I’ve been following the One Laptop Per Child (OLPC) project, but Nicholas Negropante’s keynote was amazing and greatly deepened my understanding of the reasons behind the project – pedagogically, technically, and financially. And I shouldn’t forget the political and altruistic motivations. I feel lucky to have seen him speak. I’d love to meet him one day, but as he’s traveling internationally 28 out of every 30 days, that’s not likely to happen any time soon. As Eva said, it was inspiring just knowing there are powerful people doing that kind of work.
In any case, he reminded me the importance of teaching thinking with computers.
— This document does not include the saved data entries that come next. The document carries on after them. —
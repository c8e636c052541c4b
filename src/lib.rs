pub mod config;
pub mod error;
pub mod handlers;
pub mod metrics;
pub mod models;
pub mod retry;
pub mod server;
pub mod signals;
pub mod storage;

use tracing_subscriber::{fmt, prelude::*, EnvFilter};

/// Initialize tracing/logging
///
/// `RUST_LOG` takes precedence over `log_level`. A `log_format` of "json"
/// emits one JSON object per event, anything else human-readable text.
///
/// Note: This function can only be called once.
pub fn init_tracing(log_level: &str, log_format: &str) {
    let filter = EnvFilter::try_from_default_env()
        .unwrap_or_else(|_| EnvFilter::new(log_level));

    let registry = tracing_subscriber::registry().with(filter);

    if log_format == "json" {
        registry
            .with(fmt::layer().json().with_target(true))
            .init();
    } else {
        registry.with(fmt::layer().with_target(true)).init();
    }
}
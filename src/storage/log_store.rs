//! Log record persistence and per-service time-range queries

use chrono::{DateTime, SecondsFormat, Utc};
use std::collections::HashMap;
use std::sync::Arc;
use std::time::{Duration, Instant};
use tracing::{debug, error, info};
use uuid::Uuid;

use super::{KvBackend, ScoreBound, WriteOp};
use crate::error::StoreError;
use crate::metrics;
use crate::models::{LogRecord, LogView};

const FIELD_ID: &str = "id";
const FIELD_SERVICE_NAME: &str = "service_name";
const FIELD_TIMESTAMP: &str = "timestamp";
const FIELD_MESSAGE: &str = "message";
const FIELD_CREATED_AT: &str = "created_at";

/// Key of the hash holding a record
pub fn record_key(id: &str) -> String {
    format!("log:{}", id)
}

/// Key of the sorted set indexing a service's records by event time
pub fn index_key(service_name: &str) -> String {
    format!("service:{}", service_name)
}

/// Index score of an event time: nanoseconds since the Unix epoch
///
/// `None` outside roughly 1677-09-21 ..= 2262-04-11, where the value does not
/// fit in an `i64`.
pub fn event_score(event_time: &DateTime<Utc>) -> Option<i64> {
    event_time.timestamp_nanos_opt()
}

/// Lower query bound in the score domain; times before the representable
/// range admit everything below
fn lower_bound(from: Option<DateTime<Utc>>) -> ScoreBound {
    match from {
        None => ScoreBound::Unbounded,
        Some(t) => match event_score(&t) {
            Some(score) => ScoreBound::Inclusive(score),
            None if t.timestamp() < 0 => ScoreBound::Unbounded,
            None => ScoreBound::Inclusive(i64::MAX),
        },
    }
}

/// Upper query bound in the score domain; times past the representable range
/// admit everything above
fn upper_bound(to: Option<DateTime<Utc>>) -> ScoreBound {
    match to {
        None => ScoreBound::Unbounded,
        Some(t) => match event_score(&t) {
            Some(score) => ScoreBound::Inclusive(score),
            None if t.timestamp() > 0 => ScoreBound::Unbounded,
            None => ScoreBound::Inclusive(i64::MIN),
        },
    }
}

fn format_time(t: &DateTime<Utc>) -> String {
    t.to_rfc3339_opts(SecondsFormat::AutoSi, true)
}

fn parse_time(s: &str) -> Option<DateTime<Utc>> {
    DateTime::parse_from_rfc3339(s)
        .ok()
        .map(|t| t.with_timezone(&Utc))
}

/// Field map written to the record hash
pub fn encode_fields(
    id: &str,
    record: &LogRecord,
    created_at: &DateTime<Utc>,
) -> Vec<(String, String)> {
    vec![
        (FIELD_ID.to_string(), id.to_string()),
        (FIELD_SERVICE_NAME.to_string(), record.service_name.clone()),
        (FIELD_TIMESTAMP.to_string(), format_time(&record.event_time)),
        (FIELD_MESSAGE.to_string(), record.message.clone()),
        (FIELD_CREATED_AT.to_string(), format_time(created_at)),
    ]
}

/// Rebuild the query projection from a record hash
///
/// Returns `None` for an empty hash or a missing/unparsable event time.
pub fn decode_fields(fields: &HashMap<String, String>) -> Option<LogView> {
    let event_time = parse_time(fields.get(FIELD_TIMESTAMP)?)?;
    let message = fields.get(FIELD_MESSAGE)?.clone();
    Some(LogView {
        event_time,
        message,
    })
}

/// Log storage on top of a key-value backend
///
/// Each record lives in its own hash and is indexed in a per-service sorted
/// set scored by event time. Both keys expire after `retention`.
#[derive(Clone)]
pub struct LogStore {
    backend: Arc<dyn KvBackend>,
    retention: Duration,
}

impl LogStore {
    pub fn new(backend: Arc<dyn KvBackend>, retention: Duration) -> Self {
        Self { backend, retention }
    }

    pub fn retention(&self) -> Duration {
        self.retention
    }

    /// Persist a record together with its index entry
    ///
    /// Generates an id and an ingest time when the record has none. The hash
    /// write, the index insert and both expiries go out as one atomic batch.
    pub async fn put(&self, record: &LogRecord) -> Result<String, StoreError> {
        let score = event_score(&record.event_time).ok_or_else(|| {
            StoreError::InvalidRecord(format!(
                "event time {} is outside the indexable range",
                record.event_time
            ))
        })?;

        let id = match record.id.as_deref() {
            Some(id) if !id.is_empty() => id.to_string(),
            _ => Uuid::new_v4().to_string(),
        };
        let created_at = record.created_at.unwrap_or_else(Utc::now);

        let record_key = record_key(&id);
        let index_key = index_key(&record.service_name);

        let ops = vec![
            WriteOp::SetFields {
                key: record_key.clone(),
                fields: encode_fields(&id, record, &created_at),
            },
            WriteOp::Expire {
                key: record_key,
                ttl: self.retention,
            },
            WriteOp::SortedAdd {
                key: index_key.clone(),
                member: id.clone(),
                score,
            },
            WriteOp::Expire {
                key: index_key,
                ttl: self.retention,
            },
        ];

        if let Err(e) = self.backend.execute_atomic(ops).await {
            error!(
                service = %record.service_name,
                id = %id,
                error = %e,
                "Failed to store log"
            );
            metrics::record_store_error("put");
            metrics::record_ingest("error");
            return Err(match e {
                StoreError::Unavailable(msg) => {
                    StoreError::Unavailable(format!("failed to store log: {}", msg))
                }
                other => other,
            });
        }

        debug!(service = %record.service_name, id = %id, "Stored log");
        metrics::record_ingest("success");

        Ok(id)
    }

    /// Records of `service_name` with event time in `[from, to]`, oldest first
    ///
    /// Missing bounds are open. Index members whose record has expired,
    /// cannot be fetched or does not decode are left out.
    ///
    /// Index scores are doubles on the server, so event times a few hundred
    /// nanoseconds apart can share a score and straddle a bound. Bounds and
    /// order are therefore re-applied on the decoded event times.
    pub async fn query(
        &self,
        service_name: &str,
        from: Option<DateTime<Utc>>,
        to: Option<DateTime<Utc>>,
    ) -> Result<Vec<LogView>, StoreError> {
        let start = Instant::now();
        let result = self.query_inner(service_name, from, to).await;

        match &result {
            Ok(_) => metrics::record_query("success", start.elapsed()),
            Err(e) => {
                error!(service = %service_name, error = %e, "Failed to query logs");
                metrics::record_store_error("query");
                metrics::record_query("error", start.elapsed());
            }
        }

        result
    }

    async fn query_inner(
        &self,
        service_name: &str,
        from: Option<DateTime<Utc>>,
        to: Option<DateTime<Utc>>,
    ) -> Result<Vec<LogView>, StoreError> {
        let min = lower_bound(from);
        let max = upper_bound(to);

        let ids = self
            .backend
            .range_by_score(&index_key(service_name), min, max)
            .await
            .map_err(|e| StoreError::Unavailable(format!("failed to query logs: {}", e)))?;

        if ids.is_empty() {
            return Ok(Vec::new());
        }

        let keys: Vec<String> = ids.iter().map(|id| record_key(id)).collect();
        let fetched = self
            .backend
            .fetch_fields(&keys)
            .await
            .map_err(|e| StoreError::Unavailable(format!("failed to retrieve logs: {}", e)))?;

        let mut logs = Vec::with_capacity(ids.len());
        let mut skipped = 0usize;

        for (id, fields) in ids.iter().zip(fetched) {
            match fields.as_ref().and_then(decode_fields) {
                Some(view) => logs.push(view),
                None => {
                    skipped += 1;
                    debug!(service = %service_name, id = %id, "Skipping unavailable log record");
                }
            }
        }

        if skipped > 0 {
            metrics::record_skipped(skipped as u64);
        }

        logs.retain(|view| {
            from.map_or(true, |from| view.event_time >= from)
                && to.map_or(true, |to| view.event_time <= to)
        });
        logs.sort_by_key(|view| view.event_time);

        debug!(
            service = %service_name,
            min = %min,
            max = %max,
            count = logs.len(),
            skipped = skipped,
            "Queried logs"
        );

        Ok(logs)
    }

    /// Backend health check
    pub async fn ping(&self) -> Result<(), StoreError> {
        self.backend.ping().await
    }

    /// Release backend connections
    pub async fn close(&self) -> Result<(), StoreError> {
        self.backend.close().await?;
        info!("Log store closed");
        Ok(())
    }
}
use axum::{
    http::StatusCode,
    response::{IntoResponse, Response},
    Json,
};
use serde_json::json;
use std::fmt;

/// Errors surfaced by the log store
#[derive(Debug, thiserror::Error)]
pub enum StoreError {
    /// Backend unreachable, or a batch/scan was rejected
    #[error("store unavailable: {0}")]
    Unavailable(String),
    /// Record cannot be persisted as given
    #[error("invalid record: {0}")]
    InvalidRecord(String),
}

impl From<redis::RedisError> for StoreError {
    fn from(err: redis::RedisError) -> Self {
        Self::Unavailable(err.to_string())
    }
}

/// Application error types
#[derive(Debug)]
pub enum AppError {
    /// Request body or query parameters rejected
    BadRequest(String),
    /// Storage backend failed
    StoreUnavailable(String),
    /// Storage backend not ready to serve
    NotReady(String),
    /// Internal server error
    InternalError(String),
}

impl fmt::Display for AppError {
    fn fmt(&self, f: &mut fmt::Formatter<'_>) -> fmt::Result {
        match self {
            Self::BadRequest(msg) => write!(f, "Bad request: {}", msg),
            Self::StoreUnavailable(msg) => write!(f, "Store unavailable: {}", msg),
            Self::NotReady(msg) => write!(f, "Not ready: {}", msg),
            Self::InternalError(msg) => write!(f, "Internal error: {}", msg),
        }
    }
}

impl std::error::Error for AppError {}

impl IntoResponse for AppError {
    fn into_response(self) -> Response {
        let (status, error_message) = match &self {
            Self::BadRequest(msg) => (StatusCode::BAD_REQUEST, msg.clone()),
            Self::StoreUnavailable(msg) => (StatusCode::INTERNAL_SERVER_ERROR, msg.clone()),
            Self::NotReady(msg) => (StatusCode::SERVICE_UNAVAILABLE, msg.clone()),
            Self::InternalError(msg) => (StatusCode::INTERNAL_SERVER_ERROR, msg.clone()),
        };

        let body = Json(json!({
            "error": {
                "message": error_message,
                "type": error_type_name(&self),
            }
        }));

        (status, body).into_response()
    }
}

fn error_type_name(error: &AppError) -> &'static str {
    match error {
        AppError::BadRequest(_) => "bad_request",
        AppError::StoreUnavailable(_) => "store_unavailable",
        AppError::NotReady(_) => "not_ready",
        AppError::InternalError(_) => "internal_error",
    }
}

impl From<anyhow::Error> for AppError {
    fn from(err: anyhow::Error) -> Self {
        Self::InternalError(err.to_string())
    }
}

impl From<StoreError> for AppError {
    fn from(err: StoreError) -> Self {
        match err {
            StoreError::Unavailable(msg) => Self::StoreUnavailable(msg),
            StoreError::InvalidRecord(msg) => Self::BadRequest(msg),
        }
    }
}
From his (Papert inspired) perspective, he’s saddened to see students learning Word and Excel instead of something like LOGO. I have to say that I agree. It’s sobering that kids were doing more cognitively significant things with Apple IIs 25 years ago than they are with iMacs today. I also had the opportunity, directly after the keynote, to head up to the sails pavillion and get my hands on a prototype of the $100 laptop… and to try out a working motherboard (connected to a monitor and keyboard). It is as fast as he says. Amazing what a can happen if we cure “featuritis.” I’ll be posting more on this I’m sure.
ISTE President Kurt Steinhaus’s Address before the keynote was inspiring in its own right, especially after hearing Tom March talk during the webcast yesterday about the different perspective that Australian educators have. (He felt they were more interested in trying something that might be good for the students rather than responding that they can’t try something new because they’ve got to do all these other things.) Steinhaus’s talk really inspired me to become more involved with ISTE – for the exposure to more national and international perspectives. They are doing good work and I’d love to be a part of it. I’m particularly excited about the coming reinvention of the National Educational Technology Standards. Maybe we can actually get them adopted in California this time.